+++ INFORMATION SUPPLIED

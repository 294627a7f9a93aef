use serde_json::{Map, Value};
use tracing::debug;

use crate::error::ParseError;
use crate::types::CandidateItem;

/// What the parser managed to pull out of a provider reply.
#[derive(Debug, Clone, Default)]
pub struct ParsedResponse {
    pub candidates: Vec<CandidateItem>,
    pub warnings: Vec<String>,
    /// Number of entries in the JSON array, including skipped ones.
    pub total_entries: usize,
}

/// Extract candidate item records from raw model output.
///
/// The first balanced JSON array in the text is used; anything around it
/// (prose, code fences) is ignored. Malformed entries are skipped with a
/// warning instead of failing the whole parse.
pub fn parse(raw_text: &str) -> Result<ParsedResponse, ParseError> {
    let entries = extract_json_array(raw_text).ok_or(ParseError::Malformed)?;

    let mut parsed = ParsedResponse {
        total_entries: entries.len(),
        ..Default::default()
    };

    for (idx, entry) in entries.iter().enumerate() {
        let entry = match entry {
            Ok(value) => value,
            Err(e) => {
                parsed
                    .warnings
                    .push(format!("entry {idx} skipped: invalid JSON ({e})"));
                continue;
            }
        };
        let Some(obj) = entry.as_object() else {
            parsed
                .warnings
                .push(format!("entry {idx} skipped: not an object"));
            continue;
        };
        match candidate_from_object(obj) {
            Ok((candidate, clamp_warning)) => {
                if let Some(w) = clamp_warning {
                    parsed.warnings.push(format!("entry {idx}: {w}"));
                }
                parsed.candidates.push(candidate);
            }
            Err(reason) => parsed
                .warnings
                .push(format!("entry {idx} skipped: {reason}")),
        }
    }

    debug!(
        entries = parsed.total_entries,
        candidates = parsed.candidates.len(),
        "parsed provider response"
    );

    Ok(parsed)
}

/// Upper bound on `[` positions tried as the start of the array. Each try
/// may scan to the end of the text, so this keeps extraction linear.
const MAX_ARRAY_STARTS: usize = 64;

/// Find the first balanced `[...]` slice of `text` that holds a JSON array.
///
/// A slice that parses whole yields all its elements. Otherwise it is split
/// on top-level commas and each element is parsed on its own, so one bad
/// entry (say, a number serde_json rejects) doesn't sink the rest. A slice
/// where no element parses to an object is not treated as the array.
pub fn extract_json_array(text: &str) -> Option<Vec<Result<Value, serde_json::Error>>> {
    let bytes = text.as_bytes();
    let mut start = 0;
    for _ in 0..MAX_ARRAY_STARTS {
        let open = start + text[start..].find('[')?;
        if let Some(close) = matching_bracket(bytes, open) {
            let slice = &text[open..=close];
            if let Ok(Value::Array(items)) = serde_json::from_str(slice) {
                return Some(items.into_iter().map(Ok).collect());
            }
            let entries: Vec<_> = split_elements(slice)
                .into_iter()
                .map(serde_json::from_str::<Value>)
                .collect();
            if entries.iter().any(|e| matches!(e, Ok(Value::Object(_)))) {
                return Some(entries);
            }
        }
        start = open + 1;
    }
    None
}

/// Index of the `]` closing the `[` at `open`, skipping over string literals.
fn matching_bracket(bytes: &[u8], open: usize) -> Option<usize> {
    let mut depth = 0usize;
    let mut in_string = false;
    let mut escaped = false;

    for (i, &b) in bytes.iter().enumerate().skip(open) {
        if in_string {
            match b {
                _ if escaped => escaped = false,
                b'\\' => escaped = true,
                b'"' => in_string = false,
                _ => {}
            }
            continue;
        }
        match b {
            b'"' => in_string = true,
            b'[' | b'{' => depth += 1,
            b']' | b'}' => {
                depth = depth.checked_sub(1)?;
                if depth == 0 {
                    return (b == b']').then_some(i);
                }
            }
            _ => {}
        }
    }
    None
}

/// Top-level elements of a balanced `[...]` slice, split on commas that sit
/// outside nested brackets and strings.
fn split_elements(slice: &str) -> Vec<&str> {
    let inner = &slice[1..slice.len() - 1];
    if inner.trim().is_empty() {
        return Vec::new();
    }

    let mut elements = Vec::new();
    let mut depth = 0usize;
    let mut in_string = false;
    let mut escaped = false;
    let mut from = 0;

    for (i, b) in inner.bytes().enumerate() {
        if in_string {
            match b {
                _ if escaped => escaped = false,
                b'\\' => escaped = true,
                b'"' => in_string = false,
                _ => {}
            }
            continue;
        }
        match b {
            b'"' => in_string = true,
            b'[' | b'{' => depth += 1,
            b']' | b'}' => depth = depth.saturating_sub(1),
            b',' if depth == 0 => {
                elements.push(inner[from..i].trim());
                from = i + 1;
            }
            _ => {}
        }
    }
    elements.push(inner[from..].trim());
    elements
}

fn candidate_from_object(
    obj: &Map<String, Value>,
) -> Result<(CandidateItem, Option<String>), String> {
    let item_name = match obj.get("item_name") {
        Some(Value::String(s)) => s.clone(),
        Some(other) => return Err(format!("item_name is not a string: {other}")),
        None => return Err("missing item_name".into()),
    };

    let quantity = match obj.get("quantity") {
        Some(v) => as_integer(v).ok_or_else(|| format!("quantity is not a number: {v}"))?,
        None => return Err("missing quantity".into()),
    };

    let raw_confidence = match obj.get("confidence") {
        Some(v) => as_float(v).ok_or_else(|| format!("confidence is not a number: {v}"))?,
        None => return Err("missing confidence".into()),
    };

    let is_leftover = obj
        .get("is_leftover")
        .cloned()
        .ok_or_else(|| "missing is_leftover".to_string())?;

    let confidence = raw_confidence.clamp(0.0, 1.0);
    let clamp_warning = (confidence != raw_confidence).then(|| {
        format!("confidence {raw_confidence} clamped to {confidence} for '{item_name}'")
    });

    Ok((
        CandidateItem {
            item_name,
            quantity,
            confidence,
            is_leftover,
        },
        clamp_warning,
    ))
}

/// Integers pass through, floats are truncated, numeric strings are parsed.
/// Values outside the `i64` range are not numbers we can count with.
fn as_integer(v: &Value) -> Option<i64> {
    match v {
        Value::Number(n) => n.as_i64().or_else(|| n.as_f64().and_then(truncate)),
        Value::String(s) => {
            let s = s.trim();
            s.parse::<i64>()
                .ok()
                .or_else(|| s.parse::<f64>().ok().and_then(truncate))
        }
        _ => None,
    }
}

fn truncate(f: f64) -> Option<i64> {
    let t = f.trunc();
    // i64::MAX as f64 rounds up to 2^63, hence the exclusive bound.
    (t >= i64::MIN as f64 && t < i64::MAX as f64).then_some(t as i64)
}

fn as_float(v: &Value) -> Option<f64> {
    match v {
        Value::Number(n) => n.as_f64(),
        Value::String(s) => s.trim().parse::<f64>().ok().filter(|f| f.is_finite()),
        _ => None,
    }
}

++++++

# ASSIGNED TASK:
Retype the data in full, exactly.

# ANSWER SPACE:
repository 294627a7f9a93aef
use serde_json::{Map, Value};
use tracing::debug;

use crate::error::ParseError;
use crate::types::CandidateItem;

/// What the parser managed to pull out of a provider reply.
#[derive(Debug, Clone, Default)]
pub struct ParsedResponse {
    pub candidates: Vec<CandidateItem>,
    pub warnings: Vec<String>,
    /// Number of entries in the JSON array, including skipped ones.
    pub total_entries: usize,
}

/// Extract candidate item records from raw model output.
///
/// The first balanced JSON array in the text is used; anything around it
/// (prose, code fences) is ignored. Malformed entries are skipped with a
/// warning instead of failing the whole parse.
pub fn parse(raw_text: &str) -> Result<ParsedResponse, ParseError> {
    let entries = extract_json_array(raw_text).ok_or(ParseError::Malformed)?;

    let mut parsed = ParsedResponse {
        total_entries: entries.len(),
        ..Default::default()
    };

    for (idx, entry) in entries.iter().enumerate() {
        let entry = match entry {
            Ok(value) => value,
            Err(e) => {
                parsed
                    .warnings
                    .push(format!("entry {idx} skipped: invalid JSON ({e})"));
                continue;
            }
        };
        let Some(obj) = entry.as_object() else {
            parsed
                .warnings
                .push(format!("entry {idx} skipped: not an object"));
            continue;
        };
        match candidate_from_object(obj) {
            Ok((candidate, clamp_warning)) => {
                if let Some(w) = clamp_warning {
                    parsed.warnings.push(format!("entry {idx}: {w}"));
                }
                parsed.candidates.push(candidate);
            }
            Err(reason) => parsed
                .warnings
                .push(format!("entry {idx} skipped: {reason}")),
        }
    }

    debug!(
        entries = parsed.total_entries,
        candidates = parsed.candidates.len(),
        "parsed provider response"
    );

    Ok(parsed)
}

/// Upper bound on `[` positions tried as the start of the array. Each try
/// may scan to the end of the text, so this keeps extraction linear.
const MAX_ARRAY_STARTS: usize = 64;

/// Find the first balanced `[...]` slice of `text` that holds a JSON array.
///
/// A slice that parses whole yields all its elements. Otherwise it is split
/// on top-level commas and each element is parsed on its own, so one bad
/// entry (say, a number serde_json rejects) doesn't sink the rest. A slice
/// where no element parses to an object is not treated as the array.
pub fn extract_json_array(text: &str) -> Option<Vec<Result<Value, serde_json::Error>>> {
    let bytes = text.as_bytes();
    let mut start = 0;
    for _ in 0..MAX_ARRAY_STARTS {
        let open = start + text[start..].find('[')?;
        if let Some(close) = matching_bracket(bytes, open) {
            let slice = &text[open..=close];
            if let Ok(Value::Array(items)) = serde_json::from_str(slice) {
                return Some(items.into_iter().map(Ok).collect());
            }
            let entries: Vec<_> = split_elements(slice)
                .into_iter()
                .map(serde_json::from_str::<Value>)
                .collect();
            if entries.iter().any(|e| matches!(e, Ok(Value::Object(_)))) {
                return Some(entries);
            }
        }
        start = open + 1;
    }
    None
}

/// Index of the `]` closing the `[` at `open`, skipping over string literals.
fn matching_bracket(bytes: &[u8], open: usize) -> Option<usize> {
    let mut depth = 0usize;
    let mut in_string = false;
    let mut escaped = false;

    for (i, &b) in bytes.iter().enumerate().skip(open) {
        if in_string {
            match b {
                _ if escaped => escaped = false,
                b'\\' => escaped = true,
                b'"' => in_string = false,
                _ => {}
            }
            continue;
        }
        match b {
            b'"' => in_string = true,
            b'[' | b'{' => depth += 1,
            b']' | b'}' => {
                depth = depth.checked_sub(1)?;
                if depth == 0 {
                    return (b == b']').then_some(i);
                }
            }
            _ => {}
        }
    }
    None
}

/// Top-level elements of a balanced `[...]` slice, split on commas that sit
/// outside nested brackets and strings.
fn split_elements(slice: &str) -> Vec<&str> {
    let inner = &slice[1..slice.len() - 1];
    if inner.trim().is_empty() {
        return Vec::new();
    }

    let mut elements = Vec::new();
    let mut depth = 0usize;
    let mut in_string = false;
    let mut escaped = false;
    let mut from = 0;

    for (i, b) in inner.bytes().enumerate() {
        if in_string {
            match b {
                _ if escaped => escaped = false,
                b'\\' => escaped = true,
                b'"' => in_string = false,
                _ => {}
            }
            continue;
        }
        match b {
            b'"' => in_string = true,
            b'[' | b'{' => depth += 1,
            b']' | b'}' => depth = depth.saturating_sub(1),
            b',' if depth == 0 => {
                elements.push(inner[from..i].trim());
                from = i + 1;
            }
            _ => {}
        }
    }
    elements.push(inner[from..].trim());
    elements
}

fn candidate_from_object(
    obj: &Map<String, Value>,
) -> Result<(CandidateItem, Option<String>), String> {
    let item_name = match obj.get("item_name") {
        Some(Value::String(s)) => s.clone(),
        Some(other) => return Err(format!("item_name is not a string: {other}")),
        None => return Err("missing item_name".into()),
    };

    let quantity = match obj.get("quantity") {
        Some(v) => as_integer(v).ok_or_else(|| format!("quantity is not a number: {v}"))?,
        None => return Err("missing quantity".into()),
    };

    let raw_confidence = match obj.get("confidence") {
        Some(v) => as_float(v).ok_or_else(|| format!("confidence is not a number: {v}"))?,
        None => return Err("missing confidence".into()),
    };

    let is_leftover = obj
        .get("is_leftover")
        .cloned()
        .ok_or_else(|| "missing is_leftover".to_string())?;

    let confidence = raw_confidence.clamp(0.0, 1.0);
    let clamp_warning = (confidence != raw_confidence).then(|| {
        format!("confidence {raw_confidence} clamped to {confidence} for '{item_name}'")
    });

    Ok((
        CandidateItem {
            item_name,
            quantity,
            confidence,
            is_leftover,
        },
        clamp_warning,
    ))
}

/// Integers pass through, floats are truncated, numeric strings are parsed.
/// Values outside the `i64` range are not numbers we can count with.
fn as_integer(v: &Value) -> Option<i64> {
    match v {
        Value::Number(n) => n.as_i64().or_else(|| n.as_f64().and_then(truncate)),
        Value::String(s) => {
            let s = s.trim();
            s.parse::<i64>()
                .ok()
                .or_else(|| s.parse::<f64>().ok().and_then(truncate))
        }
        _ => None,
    }
}

fn truncate(f: f64) -> Option<i64> {
    let t = f.trunc();
    // i64::MAX as f64 rounds up to 2^63, hence the exclusive bound.
    (t >= i64::MIN as f64 && t < i64::MAX as f64).then_some(t as i64)
}

fn as_float(v: &Value) -> Option<f64> {
    match v {
        Value::Number(n) => n.as_f64(),
        Value::String(s) => s.trim().parse::<f64>().ok().filter(|f| f.is_finite()),
        _ => None,
    }
}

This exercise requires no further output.